*** DATA TO PROCESS ***

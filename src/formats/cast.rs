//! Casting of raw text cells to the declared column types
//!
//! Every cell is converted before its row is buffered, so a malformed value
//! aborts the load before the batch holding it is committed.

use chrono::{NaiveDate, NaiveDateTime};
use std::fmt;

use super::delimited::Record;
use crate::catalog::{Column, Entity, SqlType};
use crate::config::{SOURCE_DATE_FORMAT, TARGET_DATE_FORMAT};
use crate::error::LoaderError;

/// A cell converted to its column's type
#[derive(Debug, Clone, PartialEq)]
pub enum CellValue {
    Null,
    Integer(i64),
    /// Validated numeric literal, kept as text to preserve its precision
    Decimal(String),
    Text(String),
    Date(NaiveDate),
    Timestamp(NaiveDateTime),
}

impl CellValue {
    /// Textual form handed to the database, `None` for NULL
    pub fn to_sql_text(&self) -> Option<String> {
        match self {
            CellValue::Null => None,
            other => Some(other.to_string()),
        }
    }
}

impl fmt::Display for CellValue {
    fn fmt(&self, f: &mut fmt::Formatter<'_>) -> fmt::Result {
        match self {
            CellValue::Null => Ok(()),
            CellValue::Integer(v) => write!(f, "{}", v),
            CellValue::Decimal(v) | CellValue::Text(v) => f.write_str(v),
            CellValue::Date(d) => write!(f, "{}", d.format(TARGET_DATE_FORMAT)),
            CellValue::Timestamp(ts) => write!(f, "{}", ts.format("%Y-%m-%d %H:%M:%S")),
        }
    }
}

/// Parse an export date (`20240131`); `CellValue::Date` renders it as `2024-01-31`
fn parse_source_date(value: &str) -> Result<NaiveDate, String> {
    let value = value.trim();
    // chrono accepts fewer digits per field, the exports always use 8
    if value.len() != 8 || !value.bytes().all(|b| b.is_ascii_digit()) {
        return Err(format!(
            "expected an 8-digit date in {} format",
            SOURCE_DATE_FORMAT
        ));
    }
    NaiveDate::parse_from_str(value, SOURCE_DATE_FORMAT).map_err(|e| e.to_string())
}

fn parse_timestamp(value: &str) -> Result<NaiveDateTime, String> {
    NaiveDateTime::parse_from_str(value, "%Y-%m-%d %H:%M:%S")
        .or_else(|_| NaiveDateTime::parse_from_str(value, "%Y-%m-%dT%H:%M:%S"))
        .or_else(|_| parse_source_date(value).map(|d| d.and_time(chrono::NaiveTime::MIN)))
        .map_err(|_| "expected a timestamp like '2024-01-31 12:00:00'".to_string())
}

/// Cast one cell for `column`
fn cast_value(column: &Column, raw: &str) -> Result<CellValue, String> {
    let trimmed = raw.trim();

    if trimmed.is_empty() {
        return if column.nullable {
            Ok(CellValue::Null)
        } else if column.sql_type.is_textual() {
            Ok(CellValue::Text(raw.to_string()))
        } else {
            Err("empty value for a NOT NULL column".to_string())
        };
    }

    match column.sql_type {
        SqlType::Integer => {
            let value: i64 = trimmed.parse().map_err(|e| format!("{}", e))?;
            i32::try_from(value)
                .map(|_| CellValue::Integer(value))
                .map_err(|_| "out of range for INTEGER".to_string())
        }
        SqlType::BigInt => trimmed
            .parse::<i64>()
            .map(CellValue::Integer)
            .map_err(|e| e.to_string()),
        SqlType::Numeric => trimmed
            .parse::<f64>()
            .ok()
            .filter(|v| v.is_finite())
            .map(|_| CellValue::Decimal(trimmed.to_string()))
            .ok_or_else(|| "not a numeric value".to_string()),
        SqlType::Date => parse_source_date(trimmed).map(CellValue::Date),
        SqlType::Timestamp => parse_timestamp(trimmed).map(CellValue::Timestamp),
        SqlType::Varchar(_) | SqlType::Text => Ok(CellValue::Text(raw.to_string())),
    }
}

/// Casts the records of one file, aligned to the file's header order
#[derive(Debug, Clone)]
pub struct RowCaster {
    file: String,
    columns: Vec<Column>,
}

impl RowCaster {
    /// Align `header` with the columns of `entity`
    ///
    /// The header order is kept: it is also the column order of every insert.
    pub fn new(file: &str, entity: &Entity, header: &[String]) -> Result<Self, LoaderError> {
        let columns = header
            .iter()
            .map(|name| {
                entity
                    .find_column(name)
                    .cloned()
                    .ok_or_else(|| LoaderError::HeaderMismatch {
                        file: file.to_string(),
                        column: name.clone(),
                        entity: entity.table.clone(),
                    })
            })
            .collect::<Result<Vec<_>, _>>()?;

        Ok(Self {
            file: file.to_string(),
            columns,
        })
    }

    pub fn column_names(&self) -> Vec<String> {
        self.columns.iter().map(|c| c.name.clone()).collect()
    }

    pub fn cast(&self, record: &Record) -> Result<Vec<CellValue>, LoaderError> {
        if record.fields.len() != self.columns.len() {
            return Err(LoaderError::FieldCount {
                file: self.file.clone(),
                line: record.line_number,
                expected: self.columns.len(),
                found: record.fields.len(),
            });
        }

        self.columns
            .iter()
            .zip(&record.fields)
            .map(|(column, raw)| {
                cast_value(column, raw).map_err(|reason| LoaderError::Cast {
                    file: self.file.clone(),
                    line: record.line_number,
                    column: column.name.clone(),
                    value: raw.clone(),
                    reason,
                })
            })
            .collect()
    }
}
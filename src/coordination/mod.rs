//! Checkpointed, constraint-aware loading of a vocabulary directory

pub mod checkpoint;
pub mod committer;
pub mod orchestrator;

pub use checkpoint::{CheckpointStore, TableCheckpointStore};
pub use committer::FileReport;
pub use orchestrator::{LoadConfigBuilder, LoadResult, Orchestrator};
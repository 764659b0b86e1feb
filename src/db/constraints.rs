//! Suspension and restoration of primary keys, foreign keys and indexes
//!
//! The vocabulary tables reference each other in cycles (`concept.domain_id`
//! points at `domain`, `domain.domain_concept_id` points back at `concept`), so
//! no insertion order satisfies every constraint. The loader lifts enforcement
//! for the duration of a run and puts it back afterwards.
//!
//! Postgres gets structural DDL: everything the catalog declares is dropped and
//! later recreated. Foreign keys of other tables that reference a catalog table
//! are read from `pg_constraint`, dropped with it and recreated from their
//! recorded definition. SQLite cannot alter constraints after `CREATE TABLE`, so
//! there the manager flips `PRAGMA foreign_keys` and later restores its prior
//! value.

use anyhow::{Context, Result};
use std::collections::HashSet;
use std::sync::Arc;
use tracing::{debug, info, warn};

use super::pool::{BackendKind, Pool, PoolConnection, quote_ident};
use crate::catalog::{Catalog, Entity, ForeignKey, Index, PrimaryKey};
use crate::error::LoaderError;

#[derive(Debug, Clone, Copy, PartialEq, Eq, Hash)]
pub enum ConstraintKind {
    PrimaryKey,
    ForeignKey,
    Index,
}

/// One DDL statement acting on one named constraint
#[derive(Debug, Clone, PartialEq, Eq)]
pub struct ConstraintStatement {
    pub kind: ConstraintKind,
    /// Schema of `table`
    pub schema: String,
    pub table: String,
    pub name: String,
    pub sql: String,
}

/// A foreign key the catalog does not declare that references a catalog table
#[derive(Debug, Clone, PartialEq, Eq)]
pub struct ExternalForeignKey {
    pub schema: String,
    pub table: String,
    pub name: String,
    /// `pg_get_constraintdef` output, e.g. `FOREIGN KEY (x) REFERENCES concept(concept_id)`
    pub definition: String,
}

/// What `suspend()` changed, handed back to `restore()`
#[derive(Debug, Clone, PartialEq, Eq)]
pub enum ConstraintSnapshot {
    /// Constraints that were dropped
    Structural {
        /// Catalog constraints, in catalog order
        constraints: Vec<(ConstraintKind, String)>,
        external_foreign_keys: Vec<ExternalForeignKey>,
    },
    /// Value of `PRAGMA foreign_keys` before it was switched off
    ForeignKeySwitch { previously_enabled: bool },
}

*** End of DATA TO PROCESS ***

Using the material above, restate each entry exactly as it stands.

== RESPONSE TO THE TASK ==
filename src/formats/cast.rs
//! Casting of raw text cells to the declared column types
//!
//! Every cell is converted before its row is buffered, so a malformed value
//! aborts the load before the batch holding it is committed.

use chrono::{NaiveDate, NaiveDateTime};
use std::fmt;

use super::delimited::Record;
use crate::catalog::{Column, Entity, SqlType};
use crate::config::{SOURCE_DATE_FORMAT, TARGET_DATE_FORMAT};
use crate::error::LoaderError;

/// A cell converted to its column's type
#[derive(Debug, Clone, PartialEq)]
pub enum CellValue {
    Null,
    Integer(i64),
    /// Validated numeric literal, kept as text to preserve its precision
    Decimal(String),
    Text(String),
    Date(NaiveDate),
    Timestamp(NaiveDateTime),
}

impl CellValue {
    /// Textual form handed to the database, `None` for NULL
    pub fn to_sql_text(&self) -> Option<String> {
        match self {
            CellValue::Null => None,
            other => Some(other.to_string()),
        }
    }
}

impl fmt::Display for CellValue {
    fn fmt(&self, f: &mut fmt::Formatter<'_>) -> fmt::Result {
        match self {
            CellValue::Null => Ok(()),
            CellValue::Integer(v) => write!(f, "{}", v),
            CellValue::Decimal(v) | CellValue::Text(v) => f.write_str(v),
            CellValue::Date(d) => write!(f, "{}", d.format(TARGET_DATE_FORMAT)),
            CellValue::Timestamp(ts) => write!(f, "{}", ts.format("%Y-%m-%d %H:%M:%S")),
        }
    }
}

/// Parse an export date (`20240131`); `CellValue::Date` renders it as `2024-01-31`
fn parse_source_date(value: &str) -> Result<NaiveDate, String> {
    let value = value.trim();
    // chrono accepts fewer digits per field, the exports always use 8
    if value.len() != 8 || !value.bytes().all(|b| b.is_ascii_digit()) {
        return Err(format!(
            "expected an 8-digit date in {} format",
            SOURCE_DATE_FORMAT
        ));
    }
    NaiveDate::parse_from_str(value, SOURCE_DATE_FORMAT).map_err(|e| e.to_string())
}

fn parse_timestamp(value: &str) -> Result<NaiveDateTime, String> {
    NaiveDateTime::parse_from_str(value, "%Y-%m-%d %H:%M:%S")
        .or_else(|_| NaiveDateTime::parse_from_str(value, "%Y-%m-%dT%H:%M:%S"))
        .or_else(|_| parse_source_date(value).map(|d| d.and_time(chrono::NaiveTime::MIN)))
        .map_err(|_| "expected a timestamp like '2024-01-31 12:00:00'".to_string())
}

/// Cast one cell for `column`
fn cast_value(column: &Column, raw: &str) -> Result<CellValue, String> {
    let trimmed = raw.trim();

    if trimmed.is_empty() {
        return if column.nullable {
            Ok(CellValue::Null)
        } else if column.sql_type.is_textual() {
            Ok(CellValue::Text(raw.to_string()))
        } else {
            Err("empty value for a NOT NULL column".to_string())
        };
    }

    match column.sql_type {
        SqlType::Integer => {
            let value: i64 = trimmed.parse().map_err(|e| format!("{}", e))?;
            i32::try_from(value)
                .map(|_| CellValue::Integer(value))
                .map_err(|_| "out of range for INTEGER".to_string())
        }
        SqlType::BigInt => trimmed
            .parse::<i64>()
            .map(CellValue::Integer)
            .map_err(|e| e.to_string()),
        SqlType::Numeric => trimmed
            .parse::<f64>()
            .ok()
            .filter(|v| v.is_finite())
            .map(|_| CellValue::Decimal(trimmed.to_string()))
            .ok_or_else(|| "not a numeric value".to_string()),
        SqlType::Date => parse_source_date(trimmed).map(CellValue::Date),
        SqlType::Timestamp => parse_timestamp(trimmed).map(CellValue::Timestamp),
        SqlType::Varchar(_) | SqlType::Text => Ok(CellValue::Text(raw.to_string())),
    }
}

/// Casts the records of one file, aligned to the file's header order
#[derive(Debug, Clone)]
pub struct RowCaster {
    file: String,
    columns: Vec<Column>,
}

impl RowCaster {
    /// Align `header` with the columns of `entity`
    ///
    /// The header order is kept: it is also the column order of every insert.
    pub fn new(file: &str, entity: &Entity, header: &[String]) -> Result<Self, LoaderError> {
        let columns = header
            .iter()
            .map(|name| {
                entity
                    .find_column(name)
                    .cloned()
                    .ok_or_else(|| LoaderError::HeaderMismatch {
                        file: file.to_string(),
                        column: name.clone(),
                        entity: entity.table.clone(),
                    })
            })
            .collect::<Result<Vec<_>, _>>()?;

        Ok(Self {
            file: file.to_string(),
            columns,
        })
    }

    pub fn column_names(&self) -> Vec<String> {
        self.columns.iter().map(|c| c.name.clone()).collect()
    }

    pub fn cast(&self, record: &Record) -> Result<Vec<CellValue>, LoaderError> {
        if record.fields.len() != self.columns.len() {
            return Err(LoaderError::FieldCount {
                file: self.file.clone(),
                line: record.line_number,
                expected: self.columns.len(),
                found: record.fields.len(),
            });
        }

        self.columns
            .iter()
            .zip(&record.fields)
            .map(|(column, raw)| {
                cast_value(column, raw).map_err(|reason| LoaderError::Cast {
                    file: self.file.clone(),
                    line: record.line_number,
                    column: column.name.clone(),
                    value: raw.clone(),
                    reason,
                })
            })
            .collect()
    }
}
filename src/coordination/mod.rs
//! Checkpointed, constraint-aware loading of a vocabulary directory

pub mod checkpoint;
pub mod committer;
pub mod orchestrator;

pub use checkpoint::{CheckpointStore, TableCheckpointStore};
pub use committer::FileReport;
pub use orchestrator::{LoadConfigBuilder, LoadResult, Orchestrator};
repository 764659b0b86e1feb
filename src/db/constraints.rs
//! Suspension and restoration of primary keys, foreign keys and indexes
//!
//! The vocabulary tables reference each other in cycles (`concept.domain_id`
//! points at `domain`, `domain.domain_concept_id` points back at `concept`), so
//! no insertion order satisfies every constraint. The loader lifts enforcement
//! for the duration of a run and puts it back afterwards.
//!
//! Postgres gets structural DDL: everything the catalog declares is dropped and
//! later recreated. Foreign keys of other tables that reference a catalog table
//! are read from `pg_constraint`, dropped with it and recreated from their
//! recorded definition. SQLite cannot alter constraints after `CREATE TABLE`, so
//! there the manager flips `PRAGMA foreign_keys` and later restores its prior
//! value.

use anyhow::{Context, Result};
use std::collections::HashSet;
use std::sync::Arc;
use tracing::{debug, info, warn};

use super::pool::{BackendKind, Pool, PoolConnection, quote_ident};
use crate::catalog::{Catalog, Entity, ForeignKey, Index, PrimaryKey};
use crate::error::LoaderError;

#[derive(Debug, Clone, Copy, PartialEq, Eq, Hash)]
pub enum ConstraintKind {
    PrimaryKey,
    ForeignKey,
    Index,
}

/// One DDL statement acting on one named constraint
#[derive(Debug, Clone, PartialEq, Eq)]
pub struct ConstraintStatement {
    pub kind: ConstraintKind,
    /// Schema of `table`
    pub schema: String,
    pub table: String,
    pub name: String,
    pub sql: String,
}

/// A foreign key the catalog does not declare that references a catalog table
#[derive(Debug, Clone, PartialEq, Eq)]
pub struct ExternalForeignKey {
    pub schema: String,
    pub table: String,
    pub name: String,
    /// `pg_get_constraintdef` output, e.g. `FOREIGN KEY (x) REFERENCES concept(concept_id)`
    pub definition: String,
}

/// What `suspend()` changed, handed back to `restore()`
#[derive(Debug, Clone, PartialEq, Eq)]
pub enum ConstraintSnapshot {
    /// Constraints that were dropped
    Structural {
        /// Catalog constraints, in catalog order
        constraints: Vec<(ConstraintKind, String)>,
        external_foreign_keys: Vec<ExternalForeignKey>,
    },
    /// Value of `PRAGMA foreign_keys` before it was switched off
    ForeignKeySwitch { previously_enabled: bool },
}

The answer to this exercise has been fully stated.